War games

I was predisposed towards liking Valiant Hearts: The Great War. I mean, here’s a game about a war that is rarely seen in video games (the First World War), there’s no shooter gameplay in it, it is not about winning, the game has a distinct anti-war streak, the overall tone is melancholy, and Valiant Hearts even does a good job of educating its players about WW1 without turning into a moralising lecture. Whereas the vast majority of games set in wartime put you behind a gun or inside some vehicle equipped with guns, Valiant Hearts is largely pacifist in its leanings. Its protagonists are French, German, Belgian – and canine, since I hesitate to assign a nationality to a dog… as does the game, to its credit.

Valiant Hearts

Now, I’d say that the gaming world is better for Valiant Hearts existing, and for it having been funded by a major publisher. (It is the sole Ubisoft game in years that seems beloved by a majority of critics as well as by gamers.) It is, for want of a better word, a valiant attempt to tackle a weighty subject in a format that conventionally is about fun, excitement and player empowerment. There are scenes that are undoubtedly strong and poignant, reflecting the powerlessness of soldiers in the trenches asked to throw themselves into the meat grinder of machinegun fire, in the vain hope to gain a few hundred metres of mud and mangled human remains.
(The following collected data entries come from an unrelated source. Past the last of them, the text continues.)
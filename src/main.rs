use std::path::PathBuf;
use std::sync::Arc;
use std::time::{Duration, Instant};

use anyhow::{bail, Context};
use clap::Parser;
use serde::Deserialize;

use pagemark::config::load_app_config;
use pagemark::controller::{KeyPress, PointerEvent, SaveOutcome};
use pagemark::editor::Viewport;
use pagemark::export::{png_bytes_to_data_url, GlyphSource};
use pagemark::input::TextInputEvent;
use pagemark::overlay::{HeadlessHost, UiEvent};
use pagemark::state::SessionPhase;
use pagemark::storage::DownloadSink;
use pagemark::{logging, ActivationMessage, SessionController};

const SAVE_TIMEOUT: Duration = Duration::from_secs(30);

/// Replays recorded overlay input against a screenshot and saves the
/// annotation through the download sink.
#[derive(Parser)]
#[command(name = "pagemark", version)]
struct Cli {
    /// PNG screenshot to annotate
    screenshot: PathBuf,

    /// JSON array of recorded input events
    events: PathBuf,

    /// Directory for the saved record and image (default: ~/Downloads/pagemark)
    out_dir: Option<PathBuf>,

    #[arg(long, default_value = "about:blank")]
    page_url: String,

    /// Defaults to the screenshot file name
    #[arg(long)]
    page_title: Option<String>,

    #[arg(long, default_value_t = 1920)]
    viewport_width: u32,

    #[arg(long, default_value_t = 1080)]
    viewport_height: u32,
}

#[derive(Debug, Deserialize)]
#[serde(rename_all = "snake_case")]
enum ReplayEvent {
    Pointer(PointerEvent),
    Key(KeyPress),
    Text(TextInputEvent),
    Ui(UiEvent),
}

fn main() -> anyhow::Result<()> {
    logging::init();
    let cli = Cli::parse();
    let config = load_app_config();

    let png = std::fs::read(&cli.screenshot)
        .with_context(|| format!("failed to read screenshot {}", cli.screenshot.display()))?;
    let events_json = std::fs::read_to_string(&cli.events)
        .with_context(|| format!("failed to read events {}", cli.events.display()))?;
    let events: Vec<ReplayEvent> = serde_json::from_str(&events_json)
        .with_context(|| format!("failed to parse events {}", cli.events.display()))?;

    let sink = match cli.out_dir {
        Some(dir) => DownloadSink::with_dir(dir),
        None => DownloadSink::with_default_dir().context("no output directory available")?,
    };
    let page_title = cli.page_title.unwrap_or_else(|| {
        cli.screenshot
            .file_stem()
            .map(|stem| stem.to_string_lossy().into_owned())
            .unwrap_or_default()
    });

    let glyphs = GlyphSource::discover(config.font_path.as_deref());
    let host = HeadlessHost::new(Viewport::new(cli.viewport_width, cli.viewport_height));
    let mut controller = SessionController::new(host, Arc::new(sink), config, glyphs);

    let activation = ActivationMessage {
        screenshot: png_bytes_to_data_url(&png),
        page_url: cli.page_url,
        page_title,
    };
    controller
        .open(&activation)
        .context("failed to open annotation session")?;

    let mut outcome = None;
    for (index, event) in events.into_iter().enumerate() {
        let now = Instant::now();
        let result = match event {
            ReplayEvent::Pointer(pointer) => controller.handle_pointer(pointer),
            ReplayEvent::Key(press) => controller.handle_key(press, now).map(|_| ()),
            ReplayEvent::Text(input) => controller.text_input(input).map(|_| ()),
            ReplayEvent::Ui(ui) => controller.handle_ui(ui, now),
        };
        if let Err(err) = result {
            tracing::warn!(index, %err, "replayed event rejected");
        }
        if let Some(settled) = controller.tick(now) {
            outcome = Some(settled);
        }
        if !controller.is_active() {
            break;
        }
    }

    if outcome.is_none() && controller.phase() == SessionPhase::Active {
        controller
            .save(Instant::now())
            .context("failed to export annotation")?;
    }
    if outcome.is_none() && controller.is_saving() {
        outcome = controller.settle_save(SAVE_TIMEOUT, Instant::now());
    }
    controller.cleanup();

    match outcome {
        Some(SaveOutcome::Saved {
            id,
            receipt,
            skipped_text,
        }) => {
            println!("saved annotation {id}");
            if skipped_text > 0 {
                eprintln!(
                    "warning: {skipped_text} text annotation(s) missing from the image; set font_path in the config"
                );
            }
            for location in receipt.locations {
                println!("  {}", location.display());
            }
            Ok(())
        }
        Some(SaveOutcome::Failed { message, .. }) => bail!(message),
        None => bail!("session closed before the annotation was saved"),
    }
}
Yet, in the end, I find myself frustrated by what Valiant Hearts does, in spite of its good intentions, for as much as it wants to show the First World War as the immense tragedy it was, it nevertheless sentimentalises those who fought in it. Its protagonists are all stereotypes of kindly, goodhearted people. They are basically equivalent to Walt the dog, and what the game suggests is that the war – an entirely external force, and arguably the main antagonist of the game (its first half presents a cartoonishly evil German Baron as a personal antagonist, a misstep criticised by many) – is bad because it does horrible things to nice, lovely people, whether they are French, German, Belgian or anything else. What does this mean for those who aren’t constantly nice, those who are craven, and perhaps even those who are made into killers by the war?

Valiant Hearts

One of the game’s four heroes, the gruff but kindly Emile, ends up killing an officer ordering his squad to charge the enemy, an action that would result in the death of the entire squad. This is the one violent act any of the protagonists commit directly against another human being, and it is done in order to save others. However, that is not what war is, and most soldiers by necessity become killers before they die themselves. Oliver Stone’s Platoon turned its tagline “The first casualty of war is innocence” into a trite truism, but it is true that soldiers are damaged not just by what happens to them and their friends but also by what they do. One of the ways in which war corrodes the souls of those fighting is that few manage not to get their hands dirty.

Valiant Hearts‘ war allows its heroes to come away clean. Even when it depicts some of its great tragedies – the death charges across No Man’s Land, the gas attacks, the largely unprecedented way the war’s reach increased far into civil society -, the game depicts the war as something entirely external to them. Like Walt the dog, its protagonists remain innocents. To me, this is where sentimentality veers into falsehood, and where Valiant Hearts‘ well-meaning message leaves a bad taste in my mouth. Sadly, the truth that soldiers are made into killers, and that this is not synonymous with heroes, is perhaps served better by the bombastic shootfest of Call of Duty: Modern Warfare than by this sweet, heartfelt, small-scale, melancholy but all too sentimental game.